Instructions for the task →
Output only the lines from the start of the entries through the line holding "use warp::Filter;". Each line must match the original exactly.

Records →
[Start of Attachment]

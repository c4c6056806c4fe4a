mod common;

use common::png;
use serde_json::{json, Value};
use std::collections::HashMap;
use std::sync::{Arc, Mutex, OnceLock};
use std::time::Duration;
use supabase_watch::{
    load_row_payload, BackendConfig, ImageTensor, KeyRole, LookupRequest, PayloadKind, RemoteSource,
    RowLink, SourceSpec, StopOutcome, SupabaseSource, UploadRequest, Uploader, WatchError,
    WatchTarget, Watcher,
};
use warp::http::StatusCode;
use warp::hyper::body::Bytes;
use warp::Filter;

const KEY: &str = "service-role-test-key";

type Uploads = Arc<Mutex<Vec<(String, String, String, usize)>>>;
type Patches = Arc<Mutex<Vec<(String, HashMap<String, String>, Value)>>>;

struct FakeBackend {
    base: String,
    uploads: Uploads,
    patches: Patches,
}

impl FakeBackend {
    fn backend(&self) -> BackendConfig {
        BackendConfig::new(self.base.clone(), KEY)
    }

    fn source(&self) -> SupabaseSource {
        SupabaseSource::new(&self.backend()).unwrap()
    }
}

fn stored_object(bucket: &str, name: &str) -> Option<Vec<u8>> {
    match (bucket, name) {
        ("inputs", "old.png") => Some(png(2, 2)),
        ("inputs", "new.png") => Some(png(6, 4)),
        ("private", "secret.png") => Some(png(5, 5)),
        _ => None,
    }
}

fn spawn_backend() -> FakeBackend {
    spawn_backend_with_row("r1")
}

/// Minimal storage + PostgREST surface on an ephemeral port. The table
/// `inputimagetable` holds a single row keyed `row_key`.
fn spawn_backend_with_row(row_key: &str) -> FakeBackend {
    let row_key = row_key.to_string();
    let base: Arc<OnceLock<String>> = Arc::new(OnceLock::new());
    let uploads: Uploads = Arc::default();
    let patches: Patches = Arc::default();

    let list = warp::post()
        .and(warp::path!("storage" / "v1" / "object" / "list" / String))
        .and(warp::header::<String>("apikey"))
        .and(warp::body::json())
        .map(|bucket: String, key: String, _body: Value| {
            if key != KEY {
                return warp::reply::with_status(
                    warp::reply::json(&json!({"message": "Invalid API key"})),
                    StatusCode::UNAUTHORIZED,
                );
            }
            let entries = match bucket.as_str() {
                "inputs" => json!([
                    {"name": "nested", "id": null, "created_at": null},
                    {"name": "old.png", "created_at": "2025-01-01T00:00:00.000Z"},
                    {"name": "new.png", "created_at": "2025-01-02T08:30:00.000Z"},
                ]),
                "private" => json!([
                    {"name": "secret.png", "created_at": "2025-02-01T00:00:00.000Z"},
                ]),
                _ => json!([]),
            };
            warp::reply::with_status(warp::reply::json(&entries), StatusCode::OK)
        });

    let public = warp::get()
        .and(warp::path!("storage" / "v1" / "object" / "public" / String / String))
        .map(|bucket: String, name: String| {
            if bucket == "private" {
                return warp::reply::with_status(
                    b"Bucket not found".to_vec(),
                    StatusCode::BAD_REQUEST,
                );
            }
            match stored_object(&bucket, &name) {
                Some(bytes) => warp::reply::with_status(bytes, StatusCode::OK),
                None => warp::reply::with_status(b"Object not found".to_vec(), StatusCode::NOT_FOUND),
            }
        });

    let authenticated = warp::get()
        .and(warp::path!("storage" / "v1" / "object" / "authenticated" / String / String))
        .and(warp::header::optional::<String>("apikey"))
        .map(|bucket: String, name: String, key: Option<String>| {
            if key.as_deref() != Some(KEY) {
                return warp::reply::with_status(b"invalid signature".to_vec(), StatusCode::BAD_REQUEST);
            }
            match stored_object(&bucket, &name) {
                Some(bytes) => warp::reply::with_status(bytes, StatusCode::OK),
                None => warp::reply::with_status(b"Object not found".to_vec(), StatusCode::NOT_FOUND),
            }
        });

    let rows_base = base.clone();
    let rows = warp::get()
        .and(warp::path!("rest" / "v1" / String))
        .and(warp::query::<HashMap<String, String>>())
        .map(move |table: String, query: HashMap<String, String>| {
            let base = rows_base.get().cloned().unwrap_or_default();
            let row = json!({
                "unique_id": row_key,
                "image_url": format!("{}/storage/v1/object/public/inputs/new.png", base),
            });
            match table.as_str() {
                "inputimagetable" => {
                    let body = match query.get("unique_id") {
                        Some(filter) if *filter != format!("eq.{}", row_key) => json!([]),
                        _ => json!([row]),
                    };
                    warp::reply::with_status(warp::reply::json(&body), StatusCode::OK)
                }
                "emptytable" => warp::reply::with_status(warp::reply::json(&json!([])), StatusCode::OK),
                _ => warp::reply::with_status(
                    warp::reply::json(&json!({"message": "relation does not exist"})),
                    StatusCode::NOT_FOUND,
                ),
            }
        });

    let upload_log = uploads.clone();
    let upload = warp::post()
        .and(warp::path!("storage" / "v1" / "object" / String / String))
        .and(warp::header::<String>("content-type"))
        .and(warp::body::bytes())
        .map(move |bucket: String, name: String, content_type: String, body: Bytes| {
            upload_log
                .lock()
                .unwrap()
                .push((bucket.clone(), name.clone(), content_type, body.len()));
            warp::reply::with_status(
                warp::reply::json(&json!({"Key": format!("{}/{}", bucket, name)})),
                StatusCode::OK,
            )
        });

    let patch_log = patches.clone();
    let patch = warp::patch()
        .and(warp::path!("rest" / "v1" / String))
        .and(warp::query::<HashMap<String, String>>())
        .and(warp::body::json())
        .map(move |table: String, query: HashMap<String, String>, body: Value| {
            patch_log.lock().unwrap().push((table, query, body));
            warp::reply::with_status(warp::reply(), StatusCode::NO_CONTENT)
        });

    let routes = list
        .or(public)
        .or(authenticated)
        .or(rows)
        .or(upload)
        .or(patch);
    let (addr, server) = warp::serve(routes).bind_ephemeral(([127, 0, 0, 1], 0));
    tokio::spawn(server);

    let url = format!("http://{}", addr);
    let _ = base.set(url.clone());

    FakeBackend {
        base: url,
        uploads,
        patches,
    }
}

#[tokio::test]
async fn test_list_files_skips_folders() {
    let fake = spawn_backend();
    let files = fake.source().list_files("inputs").await.unwrap();

    let names: Vec<_> = files.iter().map(|f| f.name.as_str()).collect();
    assert_eq!(names, vec!["old.png", "new.png"]);
    assert!(files[1].created_at > files[0].created_at);
}

#[tokio::test]
async fn test_wrong_key_is_backend_error() {
    let fake = spawn_backend();
    let source = SupabaseSource::new(&BackendConfig::new(fake.base.clone(), "wrong")).unwrap();

    let err = source.list_files("inputs").await.unwrap_err();
    assert_eq!(err.status(), Some(401));
    assert!(err.to_string().contains("Invalid API key"));
}

#[tokio::test]
async fn test_query_latest_row() {
    let fake = spawn_backend();
    let source = fake.source();

    let row = source
        .query_latest_row("inputimagetable", "created_at", &["unique_id", "image_url"])
        .await
        .unwrap()
        .unwrap();
    assert_eq!(row["unique_id"], "r1");

    let empty = source
        .query_latest_row("emptytable", "created_at", &[])
        .await
        .unwrap();
    assert!(empty.is_none());

    let err = source
        .query_latest_row("missing", "created_at", &[])
        .await
        .unwrap_err();
    assert!(matches!(err, WatchError::Backend { status: Some(404), .. }));
}

#[tokio::test]
async fn test_fetch_bytes() {
    let fake = spawn_backend();
    let source = fake.source();

    let url = RemoteSource::public_url(&source, "inputs", "new.png");
    assert_eq!(source.fetch_bytes(&url).await.unwrap(), png(6, 4));

    let missing = RemoteSource::public_url(&source, "inputs", "gone.png");
    let err = source.fetch_bytes(&missing).await.unwrap_err();
    assert_eq!(err.status(), Some(404));
}

#[tokio::test]
async fn test_load_row_payload_over_http() {
    let fake = spawn_backend();
    let source = fake.source();

    let (payload, id) = load_row_payload(
        &source,
        &LookupRequest::new("inputimagetable", "r1"),
        PayloadKind::Image,
    )
    .await
    .unwrap();
    assert_eq!(id, "r1");
    let image = payload.as_image().unwrap();
    assert_eq!((image.width, image.height), (6, 4));

    let err = load_row_payload(
        &source,
        &LookupRequest::new("inputimagetable", "nope"),
        PayloadKind::Image,
    )
    .await
    .unwrap_err();
    assert!(err.to_string().contains("no row found"));
}

#[tokio::test]
async fn test_uploader_stores_file_and_links_row() {
    let fake = spawn_backend();
    let uploader = Uploader::new(Arc::new(fake.source()));
    let request = UploadRequest::new("outputs", "image").with_row_link(RowLink {
        table: "inputimagetable".into(),
        id_column: "unique_id".into(),
        id: "r1".into(),
        url_column: "output_url".into(),
    });

    let report = uploader
        .upload_image(&ImageTensor::blank(3, 3), &request)
        .await;
    assert!(report.success, "{}", report.message);

    let public_url = report.public_url.unwrap();
    assert_eq!(
        public_url,
        format!("{}/storage/v1/object/public/outputs/{}", fake.base, report.filename)
    );

    let uploads = fake.uploads.lock().unwrap().clone();
    assert_eq!(uploads.len(), 1);
    assert_eq!(uploads[0].0, "outputs");
    assert_eq!(uploads[0].1, report.filename);
    assert_eq!(uploads[0].2, "image/png");
    assert!(uploads[0].3 > 0);

    let patches = fake.patches.lock().unwrap().clone();
    assert_eq!(patches.len(), 1);
    assert_eq!(patches[0].0, "inputimagetable");
    assert_eq!(patches[0].1.get("unique_id").map(String::as_str), Some("eq.r1"));
    assert_eq!(patches[0].2, json!({"output_url": public_url}));
}

async fn wait_dirty(watcher: &Watcher) -> bool {
    for _ in 0..300 {
        if watcher.is_dirty() {
            return true;
        }
        tokio::time::sleep(Duration::from_millis(10)).await;
    }
    false
}

// The watcher blocks its caller on stop, so the fake server needs its own worker
#[tokio::test(flavor = "multi_thread", worker_threads = 2)]
async fn test_watcher_over_http() {
    let fake = spawn_backend();
    let watcher = Watcher::supabase(PayloadKind::Image).with_interval_override(Duration::from_millis(50));

    watcher
        .start(WatchTarget::new(fake.backend(), SourceSpec::bucket("inputs")))
        .unwrap();
    assert!(wait_dirty(&watcher).await);

    let snapshot = watcher.peek_output();
    assert_eq!(snapshot.cursor.unwrap().to_string(), "new.png @ 2025-01-02T08:30:00+00:00");
    assert_eq!(snapshot.payload.as_image().unwrap().width, 6);

    assert_eq!(watcher.stop().unwrap(), StopOutcome::Joined);
}

#[tokio::test]
async fn test_anon_key_reads_public_urls_only() {
    let fake = spawn_backend();
    let mut backend = fake.backend();
    backend.key_role = KeyRole::Anon;
    let source = SupabaseSource::new(&backend).unwrap();

    let public = source.download_url("inputs", "new.png");
    assert!(public.contains("/object/public/"));
    assert_eq!(source.fetch_bytes(&public).await.unwrap(), png(6, 4));

    let private = source.download_url("private", "secret.png");
    let err = source.fetch_bytes(&private).await.unwrap_err();
    assert_eq!(err.status(), Some(400));
}

#[tokio::test]
async fn test_service_role_downloads_private_objects() {
    let fake = spawn_backend();
    let source = fake.source();

    let url = source.download_url("private", "secret.png");
    assert_eq!(
        url,
        format!("{}/storage/v1/object/authenticated/private/secret.png", fake.base)
    );
    assert_eq!(source.fetch_bytes(&url).await.unwrap(), png(5, 5));
}

#[tokio::test(flavor = "multi_thread", worker_threads = 2)]
async fn test_watcher_polls_private_bucket() {
    let fake = spawn_backend();
    let watcher = Watcher::supabase(PayloadKind::Image).with_interval_override(Duration::from_millis(50));

    watcher
        .start(WatchTarget::new(fake.backend(), SourceSpec::bucket("private")))
        .unwrap();
    assert!(wait_dirty(&watcher).await);
    assert_eq!(watcher.peek_output().payload.as_image().unwrap().width, 5);
    assert_eq!(watcher.status().failures, 0);

    assert_eq!(watcher.stop().unwrap(), StopOutcome::Joined);
}

#[tokio::test(flavor = "multi_thread", worker_threads = 2)]
async fn test_restart_follows_target_backend() {
    let first = spawn_backend_with_row("first-row");
    let second = spawn_backend_with_row("second-row");
    let watcher = Watcher::supabase(PayloadKind::Image).with_interval_override(Duration::from_millis(50));
    let table = SourceSpec::table("inputimagetable");

    watcher
        .start(WatchTarget::new(first.backend(), table.clone()))
        .unwrap();
    assert!(wait_dirty(&watcher).await);
    assert_eq!(
        watcher.peek_output().cursor.unwrap().to_string(),
        "row first-row"
    );
    watcher.stop().unwrap();

    watcher
        .start(WatchTarget::new(second.backend(), table))
        .unwrap();
    assert!(wait_dirty(&watcher).await);
    assert_eq!(
        watcher.peek_output().cursor.unwrap().to_string(),
        "row second-row"
    );

    assert_eq!(watcher.stop().unwrap(), StopOutcome::Joined);
}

[End of Attachment]

Task result →
repository c4c6056806c4fe4a
mod common;

use common::png;
use serde_json::{json, Value};
use std::collections::HashMap;
use std::sync::{Arc, Mutex, OnceLock};
use std::time::Duration;
use supabase_watch::{
    load_row_payload, BackendConfig, ImageTensor, KeyRole, LookupRequest, PayloadKind, RemoteSource,
    RowLink, SourceSpec, StopOutcome, SupabaseSource, UploadRequest, Uploader, WatchError,
    WatchTarget, Watcher,
};
use warp::http::StatusCode;
use warp::hyper::body::Bytes;
use warp::Filter;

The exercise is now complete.